In this post I will describe how to get a Hadoop environment with HBase running in Cygwin on Windows 7 x64.

Having spent the better part of a week reading through blog posts and documentation, I found that none of them covered the process in full detail, at least not for the software versions I intended to use.

This guide was written for Cygwin 1.7.7, Hadoop 0.21.0 and HBase 0.20.6.

UPDATE (Sept. 5, 2011): I no longer have this system running (switched to Ubuntu), and will most likely not be able to answer questions about the setup. I would recommend you to ask your questions on the hadoop-users mailinglist. You will find information on how to subscribe and post to the list on the Hadoop website.

UPDATE (May 25, 2011): If you are using this guide, remember to have a look at the comments, some of them concern version updates and other related issues.

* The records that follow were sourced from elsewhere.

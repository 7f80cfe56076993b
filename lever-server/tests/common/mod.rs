//! Shared test utilities for lever-server integration tests

use std::net::SocketAddr;
use std::sync::Arc;
use std::time::Duration;

use axum_test::TestServer;
use lever_core::{Coordinator, EpsilonGreedy, MemoryExpiryIndex, MemoryRecordStore};
use lever_server::{AppState, LeverServer, ServerConfig, create_router};
use tokio::net::TcpListener;
use tokio_util::sync::CancellationToken;

pub const FEATURES: [&str; 3] = ["red", "green", "blue"];

/// Coordinator over in-memory storage that always exploits
pub fn coordinator() -> Arc<Coordinator> {
    let coordinator = Coordinator::new(
        Arc::new(EpsilonGreedy::new(FEATURES.len(), 0.0).unwrap()),
        Arc::new(MemoryRecordStore::new()),
        Arc::new(MemoryExpiryIndex::new()),
        FEATURES.iter().map(|f| f.to_string()).collect(),
    )
    .unwrap();
    Arc::new(coordinator)
}

/// In-process router wrapped in a TestServer
#[allow(dead_code)]
pub fn test_server(coordinator: Arc<Coordinator>) -> TestServer {
    let state = Arc::new(AppState::new(coordinator, chrono::Duration::zero()));
    TestServer::new(create_router(state, Duration::from_secs(5))).unwrap()
}

/// Spawns a real server in the background, returns its address and shutdown token
#[allow(dead_code)]
pub async fn spawn_server(config: ServerConfig) -> (SocketAddr, CancellationToken) {
    let listener = TcpListener::bind("127.0.0.1:0").await.unwrap();
    let addr = listener.local_addr().unwrap();

    let server = LeverServer::new(config, coordinator());
    let token = server.shutdown_token();
    tokio::spawn(async move {
        let _ = server.run_with_listener(listener).await;
    });

    // Brief delay to ensure server is accepting connections
    tokio::time::sleep(Duration::from_millis(10)).await;

    (addr, token)
}
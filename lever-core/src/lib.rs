//! lever-core: arm-selection lifecycle for a multi-armed bandit service
//!
//! - **Strategies** - [`EpsilonGreedy`] and [`ThompsonSampling`] behind the [`Strategy`] trait
//! - **Record store** - [`RecordStore`], the durable log and the only atomicity boundary
//! - **Expiry index** - [`ExpiryIndex`], pending ids ordered by creation time
//! - **Coordinator** - [`Coordinator`] ties select, resolve, sweep and stats together
//! - **Scheduler** - [`SweepScheduler`] runs the sweep periodically
//!
//! # Lifecycle
//!
//! ```text
//!   select ──► PENDING ──resolve(client)──► RESOLVED
//!                 │                            ▲
//!                 └────── sweep (reward 0) ────┘
//! ```

pub mod clock;
pub mod coordinator;
pub mod error;
pub mod index;
pub mod memory;
pub mod scheduler;
pub mod store;
pub mod strategy;
pub mod types;

pub use clock::{Clock, ManualClock, SystemClock};
pub use coordinator::{Coordinator, RecoveryReport, Stats, SweepReport};
pub use error::{BoxError, Error, Result};
pub use index::{DEFAULT_NAMESPACE, ExpiryIndex};
pub use memory::{MemoryExpiryIndex, MemoryRecordStore};
pub use scheduler::SweepScheduler;
pub use store::{RecordStore, SelectionStream};
pub use strategy::{EpsilonGreedy, Strategy, StrategyKind, StrategySnapshot, ThompsonSampling};
pub use types::{Origin, Selection, SelectionId, SelectionStatus};
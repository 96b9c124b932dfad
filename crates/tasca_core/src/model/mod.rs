//! Domain model for listed places and their reviews.
//!
//! # Responsibility
//! - Define canonical records persisted by the store.
//! - Own write-side validation rules shared by every submission path.
//!
//! # Invariants
//! - Every record is identified by a stable UUID.
//! - Rows are only deleted by `seed::reset_database`.

pub mod review;
pub mod tasca;
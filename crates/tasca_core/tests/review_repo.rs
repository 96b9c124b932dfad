use tasca_core::db::open_db_in_memory;
use tasca_core::{
    GeoPoint, PriceLevel, RepoError, Review, ReviewRepository, ReviewValidationError,
    SqliteReviewRepository, SqliteTascaRepository, Tasca, TascaRepository,
};
use uuid::Uuid;

fn stored_tasca(conn: &rusqlite::Connection) -> Tasca {
    let repo = SqliteTascaRepository::try_new(conn).unwrap();
    let tasca = Tasca::new(
        "Tasca da Esquina",
        "Rua Domingos Sequeira 41",
        "Lisboa",
        GeoPoint::new(38.716, -9.163),
        PriceLevel::Pricey,
    );
    repo.create_tasca(&tasca).unwrap();
    tasca
}

#[test]
fn reviews_are_listed_newest_first() {
    let conn = open_db_in_memory().unwrap();
    let tasca = stored_tasca(&conn);
    let repo = SqliteReviewRepository::try_new(&conn).unwrap();

    let mut older = Review::new(tasca.id, "Ana", 4.0, 4.0, 4.0, "boa");
    older.created_at = Some(1_000);
    let mut newer = Review::new(tasca.id, "Rui", 3.0, 5.0, 2.5, "cara");
    newer.created_at = Some(2_000);
    repo.create_review(&older).unwrap();
    repo.create_review(&newer).unwrap();

    let reviews = repo.list_reviews_for_tasca(tasca.id).unwrap();
    assert_eq!(reviews.len(), 2);
    assert_eq!(reviews[0].id, newer.id);
    assert_eq!(reviews[0].preco_justo, 2.5);
    assert_eq!(reviews[1].user_nick, "Ana");
}

#[test]
fn same_timestamp_falls_back_to_insertion_order() {
    let conn = open_db_in_memory().unwrap();
    let tasca = stored_tasca(&conn);
    let repo = SqliteReviewRepository::try_new(&conn).unwrap();

    let mut first = Review::new(tasca.id, "Ana", 4.0, 4.0, 4.0, "");
    first.created_at = Some(5_000);
    let mut second = Review::new(tasca.id, "Rui", 4.0, 4.0, 4.0, "");
    second.created_at = Some(5_000);
    repo.create_review(&first).unwrap();
    repo.create_review(&second).unwrap();

    let reviews = repo.list_reviews_for_tasca(tasca.id).unwrap();
    assert_eq!(reviews[0].id, second.id);
    assert_eq!(reviews[1].id, first.id);
}

#[test]
fn review_for_missing_tasca_is_not_found() {
    let conn = open_db_in_memory().unwrap();
    let repo = SqliteReviewRepository::try_new(&conn).unwrap();
    let missing = Uuid::new_v4();

    let err = repo
        .create_review(&Review::new(missing, "Ana", 4.0, 4.0, 4.0, ""))
        .unwrap_err();
    assert!(matches!(err, RepoError::NotFound(id) if id == missing));
}

#[test]
fn invalid_review_is_rejected_without_writing() {
    let conn = open_db_in_memory().unwrap();
    let tasca = stored_tasca(&conn);
    let repo = SqliteReviewRepository::try_new(&conn).unwrap();

    let err = repo
        .create_review(&Review::new(tasca.id, "Ana", 5.5, 4.0, 4.0, ""))
        .unwrap_err();
    assert!(matches!(
        err,
        RepoError::InvalidReview(ReviewValidationError::ScoreOutOfRange { .. })
    ));
    assert!(repo.list_reviews_for_tasca(tasca.id).unwrap().is_empty());
}

#[test]
fn reviews_of_other_tascas_are_not_listed() {
    let conn = open_db_in_memory().unwrap();
    let first = stored_tasca(&conn);
    let second = stored_tasca(&conn);
    let repo = SqliteReviewRepository::try_new(&conn).unwrap();

    repo.create_review(&Review::new(first.id, "Ana", 4.0, 4.0, 4.0, ""))
        .unwrap();

    assert_eq!(repo.list_reviews_for_tasca(first.id).unwrap().len(), 1);
    assert!(repo.list_reviews_for_tasca(second.id).unwrap().is_empty());
}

UPDATE (Nov. 1, 2010): I've noticed some errors arising when using Hadoop 0.21.0 and HBase 0.20.6 and gone back to Hadoop 0.20.2 instead as this does not produce the same errors. If you intend to use HBase together with Hadoop I would recommend setting up Hadoop 0.20.2 instead, the installation is more or less identical.


You will additionally need ZooKeeper 3.3.1 in order to get HBase to run properly.

Throughout this guide I will assume that your Cygwin install path will be c:\cygwin and that Hadoop, ZooKeeper and HBase will be installed in c:\cygwin\etc\local (/etc/local/), this is however something you can choose yourself. If you choose to install Cygwin elsewhere, I would recommend to use folder names without whitespaces and other non-regular charaters.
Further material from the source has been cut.